# HOW TO COMPLETE THIS TASK
Nothing in the records may be dropped or altered when you repeat them.

# SOURCE MATERIAL
————
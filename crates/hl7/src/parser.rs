//! Pipe-delimited message text to flat segments.
//!
//! The header declares the delimiters: the character after `MSH` is the field separator and
//! `MSH-2` lists component, repetition, escape and subcomponent characters in that order.
//! Leaf strings are decoded for the standard delimiter escapes (`\F\ \S\ \T\ \R\ \E\`);
//! unrecognised escapes are kept verbatim.

use crate::message::Field;
use crate::Hl7Error;
use h2f_types::FieldValue;

/// Delimiters declared by a message header.
#[derive(Clone, Copy, Debug, PartialEq, Eq)]
pub struct Delimiters {
    pub field: char,
    pub component: char,
    pub repetition: char,
    pub escape: char,
    pub subcomponent: char,
}

impl Default for Delimiters {
    fn default() -> Self {
        Self {
            field: '|',
            component: '^',
            repetition: '~',
            escape: '\\',
            subcomponent: '&',
        }
    }
}

impl Delimiters {
    /// Reads the delimiters from a header line.
    fn from_header(line: &str) -> Result<Self, Hl7Error> {
        let mut chars = line.chars().skip(3);
        let field = chars.next().ok_or(Hl7Error::InvalidEncoding)?;
        let encoding: Vec<char> = chars.take_while(|&c| c != field).collect();
        if encoding.is_empty() {
            return Err(Hl7Error::InvalidEncoding);
        }
        let defaults = Self::default();
        Ok(Self {
            field,
            component: encoding[0],
            repetition: encoding.get(1).copied().unwrap_or(defaults.repetition),
            escape: encoding.get(2).copied().unwrap_or(defaults.escape),
            subcomponent: encoding.get(3).copied().unwrap_or(defaults.subcomponent),
        })
    }

    fn encoding_characters(&self) -> String {
        [self.component, self.repetition, self.escape, self.subcomponent]
            .iter()
            .collect()
    }
}

/// A segment before group structuring.
#[derive(Clone, Debug, PartialEq, Eq)]
pub(crate) struct RawSegment {
    pub name: String,
    pub fields: Vec<Field>,
}

/// Splits message text into segments.
pub(crate) fn split_segments(text: &str) -> Result<(Delimiters, Vec<RawSegment>), Hl7Error> {
    let mut lines = text
        .split(['\r', '\n'])
        .map(str::trim_end)
        .enumerate()
        .filter(|(_, l)| !l.trim().is_empty())
        .peekable();

    let Some((_, header)) = lines.peek().copied() else {
        return Err(Hl7Error::Empty);
    };
    if !header.starts_with("MSH") {
        return Err(Hl7Error::MissingHeader(
            header.chars().take(3).collect::<String>(),
        ));
    }
    let delimiters = Delimiters::from_header(header)?;

    let mut segments = Vec::new();
    for (index, line) in lines {
        let line = line.trim_start();
        let mut parts = line.split(delimiters.field);
        let name = parts.next().unwrap_or_default().to_owned();
        if name.len() != 3 || !name.chars().all(|c| c.is_ascii_alphanumeric()) {
            return Err(Hl7Error::InvalidSegmentName {
                name,
                line: index + 1,
            });
        }

        let fields = if name == "MSH" {
            let mut fields: Vec<Field> = vec![
                vec![FieldValue::subcomponent(delimiters.field.to_string())],
                vec![FieldValue::subcomponent(delimiters.encoding_characters())],
            ];
            fields.extend(parts.skip(1).map(|f| parse_field(f, &delimiters)));
            fields
        } else {
            parts.map(|f| parse_field(f, &delimiters)).collect()
        };
        segments.push(RawSegment { name, fields });
    }

    Ok((delimiters, segments))
}

/// Splits one field into repetitions, components and subcomponents.
pub(crate) fn parse_field(text: &str, delimiters: &Delimiters) -> Field {
    if text.is_empty() {
        return Vec::new();
    }
    text.split(delimiters.repetition)
        .map(|rep| {
            FieldValue::field(
                rep.split(delimiters.component)
                    .map(|comp| {
                        comp.split(delimiters.subcomponent)
                            .map(|sub| unescape(sub, delimiters))
                            .collect()
                    })
                    .collect(),
            )
        })
        .collect()
}

/// Decodes the standard delimiter escape sequences.
pub(crate) fn unescape(text: &str, delimiters: &Delimiters) -> String {
    if !text.contains(delimiters.escape) {
        return text.to_owned();
    }
    let mut out = String::with_capacity(text.len());
    let mut rest = text;
    while let Some(start) = rest.find(delimiters.escape) {
        out.push_str(&rest[..start]);
        let after = &rest[start + delimiters.escape.len_utf8()..];
        let Some(end) = after.find(delimiters.escape) else {
            out.push_str(&rest[start..]);
            return out;
        };
        let decoded = match &after[..end] {
            "F" => Some(delimiters.field),
            "S" => Some(delimiters.component),
            "T" => Some(delimiters.subcomponent),
            "R" => Some(delimiters.repetition),
            "E" => Some(delimiters.escape),
            _ => None,
        };
        match decoded {
            Some(c) => out.push(c),
            None => out.push_str(&rest[start..start + 2 * delimiters.escape.len_utf8() + end]),
        }
        rest = &after[end + delimiters.escape.len_utf8()..];
    }
    out.push_str(rest);
    out
}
————
# TASK OUTPUT
filename crates/hl7/src/parser.rs
//! Pipe-delimited message text to flat segments.
//!
//! The header declares the delimiters: the character after `MSH` is the field separator and
//! `MSH-2` lists component, repetition, escape and subcomponent characters in that order.
//! Leaf strings are decoded for the standard delimiter escapes (`\F\ \S\ \T\ \R\ \E\`);
//! unrecognised escapes are kept verbatim.

use crate::message::Field;
use crate::Hl7Error;
use h2f_types::FieldValue;

/// Delimiters declared by a message header.
#[derive(Clone, Copy, Debug, PartialEq, Eq)]
pub struct Delimiters {
    pub field: char,
    pub component: char,
    pub repetition: char,
    pub escape: char,
    pub subcomponent: char,
}

impl Default for Delimiters {
    fn default() -> Self {
        Self {
            field: '|',
            component: '^',
            repetition: '~',
            escape: '\\',
            subcomponent: '&',
        }
    }
}

impl Delimiters {
    /// Reads the delimiters from a header line.
    fn from_header(line: &str) -> Result<Self, Hl7Error> {
        let mut chars = line.chars().skip(3);
        let field = chars.next().ok_or(Hl7Error::InvalidEncoding)?;
        let encoding: Vec<char> = chars.take_while(|&c| c != field).collect();
        if encoding.is_empty() {
            return Err(Hl7Error::InvalidEncoding);
        }
        let defaults = Self::default();
        Ok(Self {
            field,
            component: encoding[0],
            repetition: encoding.get(1).copied().unwrap_or(defaults.repetition),
            escape: encoding.get(2).copied().unwrap_or(defaults.escape),
            subcomponent: encoding.get(3).copied().unwrap_or(defaults.subcomponent),
        })
    }

    fn encoding_characters(&self) -> String {
        [self.component, self.repetition, self.escape, self.subcomponent]
            .iter()
            .collect()
    }
}

/// A segment before group structuring.
#[derive(Clone, Debug, PartialEq, Eq)]
pub(crate) struct RawSegment {
    pub name: String,
    pub fields: Vec<Field>,
}

/// Splits message text into segments.
pub(crate) fn split_segments(text: &str) -> Result<(Delimiters, Vec<RawSegment>), Hl7Error> {
    let mut lines = text
        .split(['\r', '\n'])
        .map(str::trim_end)
        .enumerate()
        .filter(|(_, l)| !l.trim().is_empty())
        .peekable();

    let Some((_, header)) = lines.peek().copied() else {
        return Err(Hl7Error::Empty);
    };
    if !header.starts_with("MSH") {
        return Err(Hl7Error::MissingHeader(
            header.chars().take(3).collect::<String>(),
        ));
    }
    let delimiters = Delimiters::from_header(header)?;

    let mut segments = Vec::new();
    for (index, line) in lines {
        let line = line.trim_start();
        let mut parts = line.split(delimiters.field);
        let name = parts.next().unwrap_or_default().to_owned();
        if name.len() != 3 || !name.chars().all(|c| c.is_ascii_alphanumeric()) {
            return Err(Hl7Error::InvalidSegmentName {
                name,
                line: index + 1,
            });
        }

        let fields = if name == "MSH" {
            let mut fields: Vec<Field> = vec![
                vec![FieldValue::subcomponent(delimiters.field.to_string())],
                vec![FieldValue::subcomponent(delimiters.encoding_characters())],
            ];
            fields.extend(parts.skip(1).map(|f| parse_field(f, &delimiters)));
            fields
        } else {
            parts.map(|f| parse_field(f, &delimiters)).collect()
        };
        segments.push(RawSegment { name, fields });
    }

    Ok((delimiters, segments))
}

/// Splits one field into repetitions, components and subcomponents.
pub(crate) fn parse_field(text: &str, delimiters: &Delimiters) -> Field {
    if text.is_empty() {
        return Vec::new();
    }
    text.split(delimiters.repetition)
        .map(|rep| {
            FieldValue::field(
                rep.split(delimiters.component)
                    .map(|comp| {
                        comp.split(delimiters.subcomponent)
                            .map(|sub| unescape(sub, delimiters))
                            .collect()
                    })
                    .collect(),
            )
        })
        .collect()
}

/// Decodes the standard delimiter escape sequences.
pub(crate) fn unescape(text: &str, delimiters: &Delimiters) -> String {
    if !text.contains(delimiters.escape) {
        return text.to_owned();
    }
    let mut out = String::with_capacity(text.len());
    let mut rest = text;
    while let Some(start) = rest.find(delimiters.escape) {
        out.push_str(&rest[..start]);
        let after = &rest[start + delimiters.escape.len_utf8()..];
        let Some(end) = after.find(delimiters.escape) else {
            out.push_str(&rest[start..]);
            return out;
        };
        let decoded = match &after[..end] {
            "F" => Some(delimiters.field),
            "S" => Some(delimiters.component),
            "T" => Some(delimiters.subcomponent),
            "R" => Some(delimiters.repetition),
            "E" => Some(delimiters.escape),
            _ => None,
        };
        match decoded {
            Some(c) => out.push(c),
            None => out.push_str(&rest[start..start + 2 * delimiters.escape.len_utf8() + end]),
        }
        rest = &after[end + delimiters.escape.len_utf8()..];
    }
    out.push_str(rest);
    out
}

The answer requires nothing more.